January Membership Meeting
Wed., January 4th, 2006 Central Lutheran Church

7:15 PM Meeting


        Another successful numismatic year has come to an end. We are all looking forward to a fun, exciting, and prosperous 2006. I would like to thank everyone for attending the December meeting, Christmas Party, and auction. We had a great turnout with lots of good food and everyone receiving at least one door prize. Many numismatic treasures were given out with special thanks to all that donated. The auction turned out very well and we raised some extra funds for our YN Program.

I would like to thank everybody that donated to the club and participated.
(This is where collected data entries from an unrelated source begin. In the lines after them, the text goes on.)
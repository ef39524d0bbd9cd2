use std::fmt;
use std::ops::Range;
use std::sync::{Arc, OnceLock};

use crate::captures::Captures;
use crate::engine::RawMatch;
use crate::graphemes;
use crate::translate::translate;
use crate::types::{CodeUnitRange, Subject};

/// The result of a single successful match: the matched text, where it was
/// found, and the text of every capture group.
///
/// Clones are cheap and share the lazily computed ranges.
///
/// ```
/// use regexkit::Regex;
///
/// let regex = Regex::new("(a)?(b)").unwrap();
/// let m = regex.first_match("xb").unwrap();
/// assert_eq!(m.as_str(), "b");
/// assert_eq!(m.range(), 1..2);
/// assert_eq!(m.captures().to_vec(), vec![None, Some("b")]);
/// ```
#[derive(Clone)]
pub struct MatchResult {
    inner: Arc<Inner>,
}

struct Inner {
    subject: Arc<Subject>,
    raw: RawMatch,
    range: OnceLock<Range<usize>>,
    capture_ranges: OnceLock<Vec<Option<Range<usize>>>>,
}

impl MatchResult {
    pub(crate) fn new(subject: Arc<Subject>, raw: RawMatch) -> Self {
        MatchResult {
            inner: Arc::new(Inner {
                subject,
                raw,
                range: OnceLock::new(),
                capture_ranges: OnceLock::new(),
            }),
        }
    }

    /// The entire matched text. Always present, though possibly empty.
    pub fn as_str(&self) -> &str {
        &self.subject()[self.range()]
    }

    /// Byte range of the match in the subject.
    pub fn range(&self) -> Range<usize> {
        self.inner
            .range
            .get_or_init(|| match translate(self.inner.raw.range(), self.units()) {
                Some(range) => range,
                None => panic!("the whole match always participates"),
            })
            .clone()
    }

    pub fn start(&self) -> usize {
        self.range().start
    }

    pub fn end(&self) -> usize {
        self.range().end
    }

    /// Range of the match counted in grapheme clusters.
    pub fn grapheme_range(&self) -> Range<usize> {
        graphemes::grapheme_range(self.subject(), self.range())
    }

    /// The capture groups of this match, excluding the whole match.
    pub fn captures(&self) -> Captures<'_> {
        Captures::new(self)
    }

    /// Byte range of every capture group, `None` for groups that did not
    /// participate.
    pub fn capture_ranges(&self) -> &[Option<Range<usize>>] {
        self.inner.capture_ranges.get_or_init(|| {
            self.inner
                .raw
                .capture_ranges()
                .iter()
                .map(|&range| translate(range, self.units()))
                .collect()
        })
    }

    /// The string this match was found in.
    pub fn subject(&self) -> &str {
        self.inner.subject.as_str()
    }

    /// The whole match as reported by the engine, in UTF-16 code units.
    pub fn code_unit_range(&self) -> CodeUnitRange {
        self.inner.raw.range()
    }

    pub(crate) fn raw(&self) -> &RawMatch {
        &self.inner.raw
    }

    fn units(&self) -> &crate::types::CodeUnits {
        self.inner.subject.units()
    }
}

impl PartialEq for MatchResult {
    fn eq(&self, other: &Self) -> bool {
        Arc::ptr_eq(&self.inner, &other.inner)
            || (self.inner.raw == other.inner.raw && self.subject() == other.subject())
    }
}

impl Eq for MatchResult {}

impl fmt::Debug for MatchResult {
    fn fmt(&self, f: &mut fmt::Formatter<'_>) -> fmt::Result {
        f.debug_struct("MatchResult")
            .field("range", &self.range())
            .field("matched", &self.as_str())
            .field("captures", &self.captures().to_vec())
            .finish()
    }
}

impl fmt::Display for MatchResult {
    fn fmt(&self, f: &mut fmt::Formatter<'_>) -> fmt::Result {
        f.write_str(self.as_str())
    }
}
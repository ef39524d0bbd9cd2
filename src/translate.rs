//! Conversion of engine code unit ranges into byte ranges that are safe to
//! slice the subject with.

use std::ops::Range;

use crate::types::{CodeUnitRange, CodeUnits};

/// Translates `range` into a byte range of the string `units` was built from.
///
/// Returns `None` for the not-found sentinel, which is how a capture group
/// that did not participate in a match is reported.
///
/// # Panics
///
/// Panics if either end of `range` does not fall on a character boundary.
/// Engine output for the string it searched never does that, so such a range
/// means it was paired with the wrong subject.
pub fn translate(range: CodeUnitRange, units: &CodeUnits) -> Option<Range<usize>> {
    if range.is_not_found() {
        return None;
    }
    let start = byte_boundary(units, range, range.location);
    let end = byte_boundary(units, range, range.end());
    Some(start..end)
}

fn byte_boundary(units: &CodeUnits, range: CodeUnitRange, unit: usize) -> usize {
    match units.byte_offset(unit) {
        Some(byte) => byte,
        None => panic!(
            "range {range} does not lie on character boundaries of a {}-unit string \
             (offset {unit})",
            units.len()
        ),
    }
}

#[cfg(test)]
mod tests {
    use super::*;

    #[test]
    fn not_found_is_absent() {
        let units = CodeUnits::new("abc");
        assert_eq!(translate(CodeUnitRange::not_found(), &units), None);
    }

    #[test]
    fn empty_range_is_present() {
        let units = CodeUnits::new("abc");
        assert_eq!(translate(CodeUnitRange::new(1, 0), &units), Some(1..1));
        assert_eq!(translate(CodeUnitRange::new(3, 0), &units), Some(3..3));
    }

    #[test]
    fn multi_unit_characters() {
        let s = "\u{61}\u{65}\u{301}\u{221E}\u{1D11E}";
        let units = CodeUnits::new(s);
        // infinity is the fourth code unit
        let infinity = translate(CodeUnitRange::new(3, 1), &units).unwrap();
        assert_eq!(&s[infinity], "\u{221E}");
        let clef = translate(CodeUnitRange::new(4, 2), &units).unwrap();
        assert_eq!(&s[clef], "\u{1D11E}");
    }

    #[test]
    #[should_panic(expected = "character boundaries")]
    fn split_surrogate_pair_is_fatal() {
        let units = CodeUnits::new("\u{1D11E}");
        translate(CodeUnitRange::new(0, 1), &units);
    }

    #[test]
    #[should_panic(expected = "character boundaries")]
    fn out_of_bounds_is_fatal() {
        let units = CodeUnits::new("abc");
        translate(CodeUnitRange::new(2, 5), &units);
    }
}
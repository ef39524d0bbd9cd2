use std::fmt;
use std::hash::{Hash, Hasher};
use std::str::FromStr;
use std::sync::Arc;

use serde::de::{self, Deserialize, Deserializer};
use serde::ser::{Serialize, Serializer};

use crate::engine::Engine;
use crate::error::Error;
use crate::iter::Matches;
use crate::last_match::{self, set_last_match};
use crate::match_result::MatchResult;
use crate::options::Options;
use crate::types::Subject;

/// A compiled regular expression.
///
/// A `Regex` is immutable; it can be cloned cheaply and shared between
/// threads. Two values are equal when their pattern text and options are
/// equal.
#[derive(Clone)]
pub struct Regex {
    pattern: String,
    options: Options,
    engine: Arc<Engine>,
}

impl Regex {
    /// Compiles `pattern` with default options.
    pub fn new(pattern: &str) -> Result<Regex, Error> {
        Regex::with_options(pattern, Options::empty())
    }

    /// Compiles `pattern`, returning an error describing the problem if it is
    /// not a valid regular expression.
    pub fn with_options(pattern: &str, options: Options) -> Result<Regex, Error> {
        let engine = Engine::compile(pattern, options)?;
        Ok(Regex {
            pattern: pattern.to_string(),
            options,
            engine: Arc::new(engine),
        })
    }

    /// Compiles a pattern written in the program's source.
    ///
    /// # Panics
    ///
    /// An invalid pattern here is a programming mistake rather than a runtime
    /// condition, so this panics with the compile error.
    #[track_caller]
    pub fn from_static(pattern: &'static str) -> Regex {
        Regex::from_static_with_options(pattern, Options::empty())
    }

    /// Like [`Regex::from_static`], with options.
    #[track_caller]
    pub fn from_static_with_options(pattern: &'static str, options: Options) -> Regex {
        match Regex::with_options(pattern, options) {
            Ok(regex) => regex,
            Err(e) => panic!("{e}"),
        }
    }

    /// The pattern text this regex was compiled from.
    pub fn as_str(&self) -> &str {
        &self.pattern
    }

    pub fn options(&self) -> Options {
        self.options
    }

    /// Number of capture groups declared in the pattern.
    pub fn capture_count(&self) -> usize {
        self.engine.capture_count()
    }

    /// Returns `true` if the regex matches somewhere in `subject`.
    ///
    /// The match, or its absence, is recorded in [`Regex::last_match`].
    pub fn is_match(&self, subject: &str) -> bool {
        self.first_match(subject).is_some()
    }

    /// Returns the first match in `subject`, if any, and records it in
    /// [`Regex::last_match`].
    pub fn first_match(&self, subject: &str) -> Option<MatchResult> {
        let result = self.find(subject);
        set_last_match(result.clone());
        result
    }

    /// Returns every non-overlapping match in `subject`.
    ///
    /// The first match is recorded in [`Regex::last_match`], which is cleared
    /// when there are none.
    pub fn all_matches(&self, subject: &str) -> Vec<MatchResult> {
        let matches: Vec<MatchResult> = self.matches_in(subject).collect();
        set_last_match(matches.first().cloned());
        matches
    }

    /// Lazily enumerates the matches in `subject`. Unlike the other matching
    /// methods this does not touch [`Regex::last_match`].
    ///
    /// ```
    /// use regexkit::Regex;
    ///
    /// let regex = Regex::new(r"\d+").unwrap();
    /// let numbers: Vec<&str> = regex
    ///     .matches_in("1, 22, 333")
    ///     .map(|m| m.range())
    ///     .map(|r| &"1, 22, 333"[r])
    ///     .collect();
    /// assert_eq!(numbers, ["1", "22", "333"]);
    /// ```
    pub fn matches_in(&self, subject: &str) -> Matches {
        Matches::new(Arc::clone(&self.engine), subject)
    }

    /// The most recent match recorded on the current thread.
    pub fn last_match() -> Option<MatchResult> {
        last_match::last_match()
    }

    /// First match without recording it.
    pub(crate) fn find(&self, subject: &str) -> Option<MatchResult> {
        let subject = Arc::new(Subject::new(subject));
        let raw = self
            .engine
            .first_match(&subject, subject.units().entire_range())?;
        Some(MatchResult::new(subject, raw))
    }
}

impl PartialEq for Regex {
    fn eq(&self, other: &Self) -> bool {
        self.pattern == other.pattern && self.options == other.options
    }
}

impl Eq for Regex {}

impl Hash for Regex {
    fn hash<H: Hasher>(&self, state: &mut H) {
        self.pattern.hash(state);
        self.options.bits().hash(state);
    }
}

impl fmt::Display for Regex {
    fn fmt(&self, f: &mut fmt::Formatter<'_>) -> fmt::Result {
        f.write_str(&self.pattern)
    }
}

impl fmt::Debug for Regex {
    fn fmt(&self, f: &mut fmt::Formatter<'_>) -> fmt::Result {
        write!(f, "/{}/", self.pattern)
    }
}

impl FromStr for Regex {
    type Err = Error;

    fn from_str(s: &str) -> Result<Regex, Error> {
        Regex::new(s)
    }
}

// Only the pattern text is serialized; options do not survive a round trip.
impl Serialize for Regex {
    fn serialize<S: Serializer>(&self, serializer: S) -> Result<S::Ok, S::Error> {
        serializer.serialize_str(&self.pattern)
    }
}

impl<'de> Deserialize<'de> for Regex {
    fn deserialize<D: Deserializer<'de>>(deserializer: D) -> Result<Regex, D::Error> {
        let pattern = String::deserialize(deserializer)?;
        Regex::new(&pattern)
            .map_err(|e| de::Error::custom(Error::serialization(&pattern, e.message)))
    }
}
It is help like this that will allow the club to continue to thrive and prosper.

Also, a special thanks to our Treasurer, Greg Samorajski, for matching a few of the winning bids during the auction which added some fun and excitement to our holiday event.

For the upcoming year I would like to focus on one of our goals of the club….to increase membership attendance and participation.

Hopefully, we will see as many people as possible at the upcoming January meeting.

Have a Happy New Year. Your friend in numismatics…….Carl.

Anchorage Coin Club Christmas Party / December 8th
Dinner Being Enjoyed by All


The club’s raffle prize, a 1914-D US $2 & ½ dollar gold/ graded MS60/ certified by National Numismatic Certification, was won by Larry Nakata’s wife, Maribel.

Our 2005 Numismatist of the Year was Bill Hamilton. Congratulations go to Bill, who has made it a point to come to our coin club meetings and Board meetings all the way from Ninilchik. That is dedication!!!!

Special thanks really must go to Roy Brown and our president, Carl, for providing the many door prizes that were given out that evening.

Our next club meeting will be on Wednesday, January 4th at the Central Lutheran Church (7:15 PM start).

Your editors also wish all of you a good Holiday season and a great Year 2006……Your Editors.


Future YN - Bill Hamilton's Grandson accepting Numismatist of the Year
award for his Grandfather

Schedule of Events for the Month of January
  1. Monthly Membership/ YN Meeting:  January 4th (Wednesday evening) at 7:15 PM at the Central Lutheran Church (downstairs meeting area). Larry Nakata will be giving a presentation on “Hawaiian Coinage and Currency”. There will be a bullet auction of no more than 15  numismatic lots. Members, YNs, and general public welcomed. Refreshments provided.
  2. Anchorage Coin Club Board Meeting: January 18th (Wednesday) at 7:00 PM at the New Cauldron Restaurant located at the University Center. Club members welcomed.  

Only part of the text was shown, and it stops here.